Comments

  • Is Idealism Irrefutable?
    I haven't changed my argument. If you read above I clarified that by ''external'' I mean external not to one's body but to one's mind.

    This pen in front of me that I am perceiving now is external to my body but it is not external to my mind. I now look away. ''The pen'' (if it exists) is now external to both my body and my mind. I cannot know whether it exists until I perceive it again, at which point it ceases to be external to my mind.
  • Is Idealism Irrefutable?


    The idealist does not deny that things exist independently of one's mind, i.e. independently of one's perception.

    The idealist does claim that one cannot know that things exist independently of one's mind since this would entail perception of unperceived objects, a contradiction in terms.

    If the idealist accepts the existence of a mind-independent world, he does so on the basis not of reason but of faith.
  • Is Idealism Irrefutable?


    The idealist doesn't deny that one is perceiving an object. What he denies is that one can know that that object exists independently of his perception of it.

    The realist maintains that the object can exist independently of one's perception of it.

    The idealist simply asks: How could you possibly know that?
  • Is Idealism Irrefutable?


    But the realist position commits one to perceiving an unperceived object (i.e. ''seeing'' an object outside of one's mind), a contradiction in terms, hence refuted.
  • Is Idealism Irrefutable?
    But that's precisely the point - the idealist's claim (original post) that the existence of the external world cannot be proved is irrefutable.
  • Is Idealism Irrefutable?


    Perhaps I was not clear in what I meant by ''external''. By external I mean external not to one's body but to one's mind, i.e. to one's perception.

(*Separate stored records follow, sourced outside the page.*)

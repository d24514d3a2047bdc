use crate::core::space_heat_demand::convection::correlations::NaturalCorrelation;
use crate::core::space_heat_demand::surface::{SurfaceGeometry, SurfaceType};
use crate::errors::ConfigurationError;
use std::str::FromStr;
use strum::{Display, EnumCount, EnumString};

const KIND: &str = "interior";

/// Tilts within this many degrees of 0, 90 or 180 count as exactly horizontal or vertical
const ORIENTATION_TOLERANCE_DEG: f64 = 1e-6;

#[derive(Clone, Copy, Debug, Display, EnumCount, EnumString, Eq, PartialEq)]
pub enum InteriorClassification {
    VerticalWall,
    StableHorizontal,
    UnstableHorizontal,
    StableTilted,
    UnstableTilted,
}

enum Orientation {
    Vertical,
    Horizontal,
    Tilted,
}

fn orientation(tilt: f64) -> Orientation {
    if (tilt - 90.).abs() < ORIENTATION_TOLERANCE_DEG {
        Orientation::Vertical
    } else if tilt < ORIENTATION_TOLERANCE_DEG || tilt > 180. - ORIENTATION_TOLERANCE_DEG {
        Orientation::Horizontal
    } else {
        Orientation::Tilted
    }
}

/// Whether buoyancy at this face is unstable.
///
/// A heated face is unstable on horizontal floors and roofs, and on tilted surfaces below 90
/// degrees. Cooling reverses each case. A zero difference counts as cooled.
fn is_unstable(geometry: &SurfaceGeometry, delta_t: f64) -> bool {
    let heated = delta_t > 0.;
    match orientation(geometry.tilt) {
        Orientation::Vertical => false,
        Orientation::Horizontal => match geometry.surface_type {
            SurfaceType::Floor | SurfaceType::Roof => heated,
            SurfaceType::Wall => !heated,
        },
        Orientation::Tilted => heated == (geometry.tilt < 90.),
    }
}

impl InteriorClassification {
    /// Arguments:
    /// * `geometry` - the surface
    /// * `surface_temp` - inside face temperature, in deg C
    /// * `air_temp` - zone air temperature, in deg C
    pub fn classify(geometry: &SurfaceGeometry, surface_temp: f64, air_temp: f64) -> Self {
        let unstable = is_unstable(geometry, surface_temp - air_temp);

        match (orientation(geometry.tilt), unstable) {
            (Orientation::Vertical, _) => Self::VerticalWall,
            (Orientation::Horizontal, true) => Self::UnstableHorizontal,
            (Orientation::Horizontal, false) => Self::StableHorizontal,
            (Orientation::Tilted, true) => Self::UnstableTilted,
            (Orientation::Tilted, false) => Self::StableTilted,
        }
    }

    fn candidates(geometry: &SurfaceGeometry) -> &'static [Self] {
        match orientation(geometry.tilt) {
            Orientation::Vertical => &[Self::VerticalWall],
            Orientation::Horizontal => &[Self::StableHorizontal, Self::UnstableHorizontal],
            Orientation::Tilted => &[Self::StableTilted, Self::UnstableTilted],
        }
    }
}

/// Adaptive convection algorithm for inside faces.
#[derive(Clone, Debug)]
pub struct InteriorConvection {
    models: [Option<NaturalCorrelation>; InteriorClassification::COUNT],
}

impl InteriorConvection {
    pub fn new(assignments: impl IntoIterator<Item = (InteriorClassification, NaturalCorrelation)>) -> Self {
        let mut models = [None; InteriorClassification::COUNT];
        for (classification, model) in assignments {
            models[classification as usize] = Some(model);
        }

        Self { models }
    }

    /// Resolve pairs of (classification name, correlation name).
    pub fn from_names<'a>(
        assignments: impl IntoIterator<Item = (&'a str, &'a str)>,
    ) -> Result<Self, ConfigurationError> {
        let assignments = assignments
            .into_iter()
            .map(|(classification, name)| {
                let classification = InteriorClassification::from_str(classification).map_err(|_| {
                    ConfigurationError::invalid(
                        "interior convection",
                        "classification",
                        format!("'{classification}' is not an interior classification"),
                    )
                })?;
                let model = NaturalCorrelation::from_str(name).map_err(|_| {
                    ConfigurationError::UnknownCorrelation {
                        kind: KIND,
                        name: name.into(),
                    }
                })?;
                Ok((classification, model))
            })
            .collect::<Result<Vec<_>, ConfigurationError>>()?;

        Ok(Self::new(assignments))
    }

    pub fn model_for(&self, classification: InteriorClassification) -> Option<NaturalCorrelation> {
        self.models[classification as usize]
    }

    /// Check that every classification this surface could fall into has a model.
    pub fn check_surface(&self, geometry: &SurfaceGeometry) -> Result<(), ConfigurationError> {
        for classification in InteriorClassification::candidates(geometry) {
            if self.model_for(*classification).is_none() {
                return Err(ConfigurationError::UnassignedClassification {
                    kind: KIND,
                    classification: classification.to_string(),
                });
            }
        }

        Ok(())
    }

    /// Inside face convective heat transfer coefficient, in W/(m2.K)
    pub fn coefficient(
        &self,
        geometry: &SurfaceGeometry,
        surface_temp: f64,
        air_temp: f64,
    ) -> Result<f64, ConfigurationError> {
        let classification = InteriorClassification::classify(geometry, surface_temp, air_temp);
        let model = self.model_for(classification).ok_or_else(|| {
            ConfigurationError::UnassignedClassification {
                kind: KIND,
                classification: classification.to_string(),
            }
        })?;

        Ok(model.coefficient(surface_temp - air_temp, geometry.tilt))
    }
}

impl Default for InteriorConvection {
    fn default() -> Self {
        Self::new([
            (
                InteriorClassification::VerticalWall,
                NaturalCorrelation::ASHRAEVerticalWall,
            ),
            (
                InteriorClassification::StableHorizontal,
                NaturalCorrelation::WaltonStableHorizontalOrTilt,
            ),
            (
                InteriorClassification::UnstableHorizontal,
                NaturalCorrelation::WaltonUnstableHorizontalOrTilt,
            ),
            (
                InteriorClassification::StableTilted,
                NaturalCorrelation::WaltonStableHorizontalOrTilt,
            ),
            (
                InteriorClassification::UnstableTilted,
                NaturalCorrelation::WaltonUnstableHorizontalOrTilt,
            ),
        ])
    }
}

#[cfg(test)]
mod tests {
    use super::*;
    use crate::core::space_heat_demand::surface::Roughness;
    use approx::assert_relative_eq;
    use pretty_assertions::assert_eq;
    use rstest::*;

    fn geometry(tilt: f64, surface_type: SurfaceType) -> SurfaceGeometry {
        SurfaceGeometry {
            area: 16.,
            perimeter: 16.,
            tilt,
            azimuth: 0.,
            roughness: Roughness::Rough,
            surface_type,
        }
    }

    #[rstest]
    #[case(90., SurfaceType::Wall, 25., InteriorClassification::VerticalWall)]
    #[case(90., SurfaceType::Wall, 15., InteriorClassification::VerticalWall)]
    #[case(180., SurfaceType::Floor, 25., InteriorClassification::UnstableHorizontal)]
    #[case(180., SurfaceType::Floor, 15., InteriorClassification::StableHorizontal)]
    #[case(0., SurfaceType::Roof, 25., InteriorClassification::UnstableHorizontal)]
    #[case(0., SurfaceType::Roof, 15., InteriorClassification::StableHorizontal)]
    #[case(0., SurfaceType::Roof, 20., InteriorClassification::StableHorizontal)]
    #[case(0., SurfaceType::Wall, 25., InteriorClassification::StableHorizontal)]
    #[case(0., SurfaceType::Wall, 15., InteriorClassification::UnstableHorizontal)]
    #[case(30., SurfaceType::Roof, 25., InteriorClassification::UnstableTilted)]
    #[case(45., SurfaceType::Roof, 15., InteriorClassification::StableTilted)]
    #[case(135., SurfaceType::Wall, 25., InteriorClassification::StableTilted)]
    #[case(135., SurfaceType::Wall, 15., InteriorClassification::UnstableTilted)]
    fn should_classify_surfaces(
        #[case] tilt: f64,
        #[case] surface_type: SurfaceType,
        #[case] surface_temp: f64,
        #[case] expected: InteriorClassification,
    ) {
        assert_eq!(
            InteriorClassification::classify(&geometry(tilt, surface_type), surface_temp, 20.),
            expected
        );
    }

    #[rstest]
    fn should_use_default_correlations() {
        let convection = InteriorConvection::default();

        assert_relative_eq!(
            convection
                .coefficient(&geometry(90., SurfaceType::Wall), 12., 20.)
                .unwrap(),
            1.31 * 2.
        );
        assert_relative_eq!(
            convection
                .coefficient(&geometry(180., SurfaceType::Floor), 28., 20.)
                .unwrap(),
            9.482 * 2. / (7.238 - 1.)
        );
        assert_eq!(
            convection
                .coefficient(&geometry(0., SurfaceType::Roof), 20., 20.)
                .unwrap(),
            0.
        );
    }

    #[rstest]
    fn should_report_unassigned_classification() {
        let convection = InteriorConvection::from_names([
            ("VerticalWall", "ASHRAEVerticalWall"),
            ("StableHorizontal", "WaltonStableHorizontalOrTilt"),
        ])
        .unwrap();

        assert!(convection
            .check_surface(&geometry(90., SurfaceType::Wall))
            .is_ok());
        assert_eq!(
            convection.check_surface(&geometry(180., SurfaceType::Floor)),
            Err(ConfigurationError::UnassignedClassification {
                kind: "interior",
                classification: "UnstableHorizontal".into(),
            })
        );
        assert!(convection
            .coefficient(&geometry(180., SurfaceType::Floor), 25., 20.)
            .is_err());
    }

    #[rstest]
    fn should_reject_unknown_names() {
        assert_eq!(
            InteriorConvection::from_names([("VerticalWall", "Khalifa")]).unwrap_err(),
            ConfigurationError::UnknownCorrelation {
                kind: "interior",
                name: "Khalifa".into(),
            }
        );
        assert!(InteriorConvection::from_names([("Ceiling", "ASHRAEVerticalWall")]).is_err());
    }
}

    Your position would commit you to the existence of a thing (i.e. an external object) which you cannot experience.

    How can you prove the existence of that which you cannot experience? As far as I am aware, no philosopher has ever succeeded in this.
  • On Kant, Hegel, and Noumena
    Thanks for this. I found the following section, from Hegel's Science of Logic, also helpful:

    Things are called “in themselves” in so far as abstraction is made from all being-for-other, which means simply, in so far as they are thought devoid of all determination, as nothings. In this sense, it is of course impossible to know what the thing in itself is. For the question: what? demands that determinations be assigned; but since the things of which they are to be assigned are at the same time supposed to be things in themselves, which means, in effect, to be without any determination, the question is made thoughtlessly impossible to answer, or else only an absurd answer is given. (SL, 121)

    From what I understand, Hegel is saying that:

    (i) A thing-in-itself would have to lack all determination.
    (ii) But if it lacked all determination it would be nothing.
    (iii) But if the thing-in-itself is nothing then it is not possible to know anything about it at all.

    In other words, in the very act of conceiving of a ''thing-in-itself'' Kant is conceiving of that which cannot be conceived, a contradiction.

    This brings to mind the maxim of the early Wittgenstein: ''whereof one cannot speak thereof one must remain silent'' (Tractatus).